• **Exercise**: Exactly reproduce each entry, leaving out nothing.

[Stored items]
========================

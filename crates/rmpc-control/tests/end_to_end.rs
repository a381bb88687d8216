use proptest::prelude::*;
use rmpc_control::{ControlError, MpcController, MpcSettings, Phase, StepOutcome};
use rmpc_core::Bounds;
use rmpc_model::{Expr, Model};
use rmpc_solver::{AugLagSolver, SolveStatus};
use rmpc_tree::TreeError;
use std::sync::Arc;

fn single_integrator() -> Arc<Model> {
    let mut m = Model::continuous();
    let x = m.add_state("x").unwrap();
    let u = m.add_input_bounded("u", Bounds::new(0.0, 1.0)).unwrap();
    m.set_dynamics(x, Expr::new(move |pt| pt.u(u))).unwrap();
    m.finalize().unwrap();
    Arc::new(m)
}

/// Horizon 5, terminal cost `-x`, default solver.
fn integrator_controller() -> MpcController {
    let model = single_integrator();
    let x = model.state_handle("x").unwrap();
    let settings = MpcSettings {
        n_horizon: 5,
        n_robust: 0,
        t_step: 1.0,
        ..MpcSettings::default()
    };
    let mut mpc = MpcController::new(model, settings, Box::new(AugLagSolver::default()));
    mpc.set_objective(None, Some(Expr::new(move |pt| -pt.x(x))))
        .unwrap();
    mpc.setup().unwrap();
    mpc
}

fn assert_finite_prediction(out: &StepOutcome) {
    for scenario in &out.solution.scenarios {
        for v in scenario.states.iter().chain(&scenario.inputs).flatten() {
            assert!(v.is_finite(), "step {}: non-finite prediction", out.step);
        }
    }
}

#[test]
fn warm_started_steps_keep_a_finite_prediction() {
    let mut mpc = integrator_controller();
    // The same measured state twice: the second solve starts from the
    // shifted first solution.
    for _ in 0..2 {
        let out = mpc.make_step(&[0.0]).unwrap();
        assert_eq!(out.status, SolveStatus::Solved);
        assert_eq!(out.action, Some(vec![1.0]));
        assert_finite_prediction(&out);
        assert!((out.solution.scenarios[0].states[5][0] - 5.0).abs() < 1e-5);
    }
    assert_eq!(mpc.phase(), Phase::Feasible);
}

proptest! {
    #![proptest_config(ProptestConfig::with_cases(8))]

    #[test]
    fn closed_loop_steps_stay_solved_from_any_start(x0 in -5.0f64..5.0) {
        let mut mpc = integrator_controller();
        let mut state = x0;
        for _ in 0..3 {
            let out = mpc.make_step(&[state]).unwrap();
            prop_assert_eq!(out.status, SolveStatus::Solved);
            prop_assert!(!out.fallback);
            assert_finite_prediction(&out);
            let u = out.action.unwrap()[0];
            prop_assert!((0.0..=1.0).contains(&u));
            state += u;
        }
        prop_assert!((state - (x0 + 3.0)).abs() < 1e-5);
    }
}

#[test]
fn integrator_pushes_input_to_its_upper_bound() {
    let mut mpc = integrator_controller();

    let mut state = 0.0;
    for step in 0..4 {
        let out = mpc.make_step(&[state]).unwrap();
        assert_eq!(out.step, step);
        assert_eq!(out.status, SolveStatus::Solved);
        assert_eq!(out.action, Some(vec![1.0]));
        assert!(!out.fallback);

        let scenario = &out.solution.scenarios[0];
        assert_eq!(scenario.inputs.len(), 5);
        for u in &scenario.inputs {
            assert!((u[0] - 1.0).abs() < 1e-6);
        }
        assert!((scenario.states[5][0] - (state + 5.0)).abs() < 1e-5);
        state += 1.0;
    }
    assert_eq!(mpc.phase(), Phase::Feasible);
}

#[test]
fn empty_realization_set_fails_setup_without_tree() {
    let mut m = Model::continuous();
    let x = m.add_state("x").unwrap();
    let u = m.add_input("u").unwrap();
    let k = m.add_parameter("k").unwrap();
    m.set_dynamics(x, Expr::new(move |pt| pt.p(k) * pt.u(u)))
        .unwrap();
    m.finalize().unwrap();

    let mut mpc = MpcController::new(
        Arc::new(m),
        MpcSettings::default(),
        Box::new(AugLagSolver::default()),
    );
    mpc.set_param(k, Vec::new()).unwrap();
    mpc.set_objective(Some(Expr::new(move |pt| pt.x(x).powi(2))), None)
        .unwrap();

    assert_eq!(
        mpc.setup(),
        Err(ControlError::Tree(TreeError::EmptyUncertaintySet {
            parameter: "k".to_string()
        }))
    );
    assert!(mpc.structure().is_none());
    assert_eq!(mpc.phase(), Phase::Configured);
    assert!(matches!(
        mpc.make_step(&[0.0]),
        Err(ControlError::Configuration { .. })
    ));
}

#[test]
fn repeated_setup_keeps_nlp_layout() {
    let model = single_integrator();
    let x = model.state_handle("x").unwrap();
    let mut mpc = MpcController::new(
        model,
        MpcSettings {
            n_horizon: 4,
            n_robust: 0,
            ..MpcSettings::default()
        },
        Box::new(AugLagSolver::default()),
    );
    mpc.set_objective(Some(Expr::new(move |pt| pt.x(x).powi(2))), None)
        .unwrap();
    mpc.setup().unwrap();
    let first = mpc.structure().unwrap().signature();
    mpc.setup().unwrap();
    assert_eq!(mpc.structure().unwrap().signature(), first);
}
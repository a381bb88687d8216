//! Right-hand sides seen by the integrators.

use crate::error::SimResult;
use rmpc_core::Real;
use rmpc_model::Model;

/// Time-dependent ODE right-hand side `dx/dt = f(t, x)`.
pub trait OdeRhs {
    /// Takes `&mut self` so implementors may cache between calls.
    fn rhs(&mut self, t: Real, x: &[Real]) -> SimResult<Vec<Real>>;
}

/// A finalized continuous model with input and parameters held constant.
pub struct ModelRhs<'a> {
    pub model: &'a Model,
    pub u: &'a [Real],
    pub p: &'a [Real],
}

impl OdeRhs for ModelRhs<'_> {
    fn rhs(&mut self, _t: Real, x: &[Real]) -> SimResult<Vec<Real>> {
        Ok(self.model.rhs(x, self.u, self.p)?)
    }
}

impl<F> OdeRhs for F
where
    F: FnMut(Real, &[Real]) -> Vec<Real>,
{
    fn rhs(&mut self, t: Real, x: &[Real]) -> SimResult<Vec<Real>> {
        Ok(self(t, x))
    }
}
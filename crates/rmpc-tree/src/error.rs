use thiserror::Error;

/// Errors raised while building a scenario tree.
#[derive(Error, Debug, Clone, PartialEq)]
pub enum TreeError {
    #[error("Empty uncertainty set for parameter {parameter}")]
    EmptyUncertaintySet { parameter: String },

    #[error("Invalid horizon: n_horizon={n_horizon}, n_robust={n_robust}")]
    InvalidHorizon { n_horizon: usize, n_robust: usize },

    #[error("Invalid probabilities for parameter {parameter}: {what}")]
    InvalidProbabilities { parameter: String, what: String },

    #[error("Non-finite realization for parameter {parameter}")]
    NonFiniteRealization { parameter: String },

    #[error("Scenario tree too large: {nodes} nodes exceeds limit {limit}")]
    TooLarge { nodes: u128, limit: usize },
}

pub type TreeResult<T> = Result<T, TreeError>;
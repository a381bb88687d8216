//! rmpc-results: closed-loop trajectory log and run storage.

pub mod hash;
pub mod log;
pub mod store;
pub mod types;

pub use hash::compute_run_id;
pub use log::TrajectoryLog;
pub use store::RunStore;
pub use types::*;

pub type ResultsResult<T> = Result<T, ResultsError>;

#[derive(thiserror::Error, Debug)]
pub enum ResultsError {
    #[error("I/O error: {0}")]
    Io(#[from] std::io::Error),

    #[error("JSON error: {0}")]
    Json(#[from] serde_json::Error),

    #[error("Run not found: {run_id}")]
    RunNotFound { run_id: String },

    #[error("Out-of-order log entry: {what}")]
    OutOfOrder { what: String },
}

========================

• **Response to this exercise**:
filename crates/rmpc-control/tests/end_to_end.rs
repository a381bb88687d8216
use proptest::prelude::*;
use rmpc_control::{ControlError, MpcController, MpcSettings, Phase, StepOutcome};
use rmpc_core::Bounds;
use rmpc_model::{Expr, Model};
use rmpc_solver::{AugLagSolver, SolveStatus};
use rmpc_tree::TreeError;
use std::sync::Arc;

fn single_integrator() -> Arc<Model> {
    let mut m = Model::continuous();
    let x = m.add_state("x").unwrap();
    let u = m.add_input_bounded("u", Bounds::new(0.0, 1.0)).unwrap();
    m.set_dynamics(x, Expr::new(move |pt| pt.u(u))).unwrap();
    m.finalize().unwrap();
    Arc::new(m)
}

/// Horizon 5, terminal cost `-x`, default solver.
fn integrator_controller() -> MpcController {
    let model = single_integrator();
    let x = model.state_handle("x").unwrap();
    let settings = MpcSettings {
        n_horizon: 5,
        n_robust: 0,
        t_step: 1.0,
        ..MpcSettings::default()
    };
    let mut mpc = MpcController::new(model, settings, Box::new(AugLagSolver::default()));
    mpc.set_objective(None, Some(Expr::new(move |pt| -pt.x(x))))
        .unwrap();
    mpc.setup().unwrap();
    mpc
}

fn assert_finite_prediction(out: &StepOutcome) {
    for scenario in &out.solution.scenarios {
        for v in scenario.states.iter().chain(&scenario.inputs).flatten() {
            assert!(v.is_finite(), "step {}: non-finite prediction", out.step);
        }
    }
}

#[test]
fn warm_started_steps_keep_a_finite_prediction() {
    let mut mpc = integrator_controller();
    // The same measured state twice: the second solve starts from the
    // shifted first solution.
    for _ in 0..2 {
        let out = mpc.make_step(&[0.0]).unwrap();
        assert_eq!(out.status, SolveStatus::Solved);
        assert_eq!(out.action, Some(vec![1.0]));
        assert_finite_prediction(&out);
        assert!((out.solution.scenarios[0].states[5][0] - 5.0).abs() < 1e-5);
    }
    assert_eq!(mpc.phase(), Phase::Feasible);
}

proptest! {
    #![proptest_config(ProptestConfig::with_cases(8))]

    #[test]
    fn closed_loop_steps_stay_solved_from_any_start(x0 in -5.0f64..5.0) {
        let mut mpc = integrator_controller();
        let mut state = x0;
        for _ in 0..3 {
            let out = mpc.make_step(&[state]).unwrap();
            prop_assert_eq!(out.status, SolveStatus::Solved);
            prop_assert!(!out.fallback);
            assert_finite_prediction(&out);
            let u = out.action.unwrap()[0];
            prop_assert!((0.0..=1.0).contains(&u));
            state += u;
        }
        prop_assert!((state - (x0 + 3.0)).abs() < 1e-5);
    }
}

#[test]
fn integrator_pushes_input_to_its_upper_bound() {
    let mut mpc = integrator_controller();

    let mut state = 0.0;
    for step in 0..4 {
        let out = mpc.make_step(&[state]).unwrap();
        assert_eq!(out.step, step);
        assert_eq!(out.status, SolveStatus::Solved);
        assert_eq!(out.action, Some(vec![1.0]));
        assert!(!out.fallback);

        let scenario = &out.solution.scenarios[0];
        assert_eq!(scenario.inputs.len(), 5);
        for u in &scenario.inputs {
            assert!((u[0] - 1.0).abs() < 1e-6);
        }
        assert!((scenario.states[5][0] - (state + 5.0)).abs() < 1e-5);
        state += 1.0;
    }
    assert_eq!(mpc.phase(), Phase::Feasible);
}

#[test]
fn empty_realization_set_fails_setup_without_tree() {
    let mut m = Model::continuous();
    let x = m.add_state("x").unwrap();
    let u = m.add_input("u").unwrap();
    let k = m.add_parameter("k").unwrap();
    m.set_dynamics(x, Expr::new(move |pt| pt.p(k) * pt.u(u)))
        .unwrap();
    m.finalize().unwrap();

    let mut mpc = MpcController::new(
        Arc::new(m),
        MpcSettings::default(),
        Box::new(AugLagSolver::default()),
    );
    mpc.set_param(k, Vec::new()).unwrap();
    mpc.set_objective(Some(Expr::new(move |pt| pt.x(x).powi(2))), None)
        .unwrap();

    assert_eq!(
        mpc.setup(),
        Err(ControlError::Tree(TreeError::EmptyUncertaintySet {
            parameter: "k".to_string()
        }))
    );
    assert!(mpc.structure().is_none());
    assert_eq!(mpc.phase(), Phase::Configured);
    assert!(matches!(
        mpc.make_step(&[0.0]),
        Err(ControlError::Configuration { .. })
    ));
}

#[test]
fn repeated_setup_keeps_nlp_layout() {
    let model = single_integrator();
    let x = model.state_handle("x").unwrap();
    let mut mpc = MpcController::new(
        model,
        MpcSettings {
            n_horizon: 4,
            n_robust: 0,
            ..MpcSettings::default()
        },
        Box::new(AugLagSolver::default()),
    );
    mpc.set_objective(Some(Expr::new(move |pt| pt.x(x).powi(2))), None)
        .unwrap();
    mpc.setup().unwrap();
    let first = mpc.structure().unwrap().signature();
    mpc.setup().unwrap();
    assert_eq!(mpc.structure().unwrap().signature(), first);
}
repository a381bb88687d8216
//! Right-hand sides seen by the integrators.

use crate::error::SimResult;
use rmpc_core::Real;
use rmpc_model::Model;

/// Time-dependent ODE right-hand side `dx/dt = f(t, x)`.
pub trait OdeRhs {
    /// Takes `&mut self` so implementors may cache between calls.
    fn rhs(&mut self, t: Real, x: &[Real]) -> SimResult<Vec<Real>>;
}

/// A finalized continuous model with input and parameters held constant.
pub struct ModelRhs<'a> {
    pub model: &'a Model,
    pub u: &'a [Real],
    pub p: &'a [Real],
}

impl OdeRhs for ModelRhs<'_> {
    fn rhs(&mut self, _t: Real, x: &[Real]) -> SimResult<Vec<Real>> {
        Ok(self.model.rhs(x, self.u, self.p)?)
    }
}

impl<F> OdeRhs for F
where
    F: FnMut(Real, &[Real]) -> Vec<Real>,
{
    fn rhs(&mut self, t: Real, x: &[Real]) -> SimResult<Vec<Real>> {
        Ok(self(t, x))
    }
}
filename crates/rmpc-tree/src/error.rs
use thiserror::Error;

/// Errors raised while building a scenario tree.
#[derive(Error, Debug, Clone, PartialEq)]
pub enum TreeError {
    #[error("Empty uncertainty set for parameter {parameter}")]
    EmptyUncertaintySet { parameter: String },

    #[error("Invalid horizon: n_horizon={n_horizon}, n_robust={n_robust}")]
    InvalidHorizon { n_horizon: usize, n_robust: usize },

    #[error("Invalid probabilities for parameter {parameter}: {what}")]
    InvalidProbabilities { parameter: String, what: String },

    #[error("Non-finite realization for parameter {parameter}")]
    NonFiniteRealization { parameter: String },

    #[error("Scenario tree too large: {nodes} nodes exceeds limit {limit}")]
    TooLarge { nodes: u128, limit: usize },
}

pub type TreeResult<T> = Result<T, TreeError>;
repository a381bb88687d8216
//! rmpc-results: closed-loop trajectory log and run storage.

pub mod hash;
pub mod log;
pub mod store;
pub mod types;

pub use hash::compute_run_id;
pub use log::TrajectoryLog;
pub use store::RunStore;
pub use types::*;

pub type ResultsResult<T> = Result<T, ResultsError>;

#[derive(thiserror::Error, Debug)]
pub enum ResultsError {
    #[error("I/O error: {0}")]
    Io(#[from] std::io::Error),

    #[error("JSON error: {0}")]
    Json(#[from] serde_json::Error),

    #[error("Run not found: {run_id}")]
    RunNotFound { run_id: String },

    #[error("Out-of-order log entry: {what}")]
    OutOfOrder { what: String },
}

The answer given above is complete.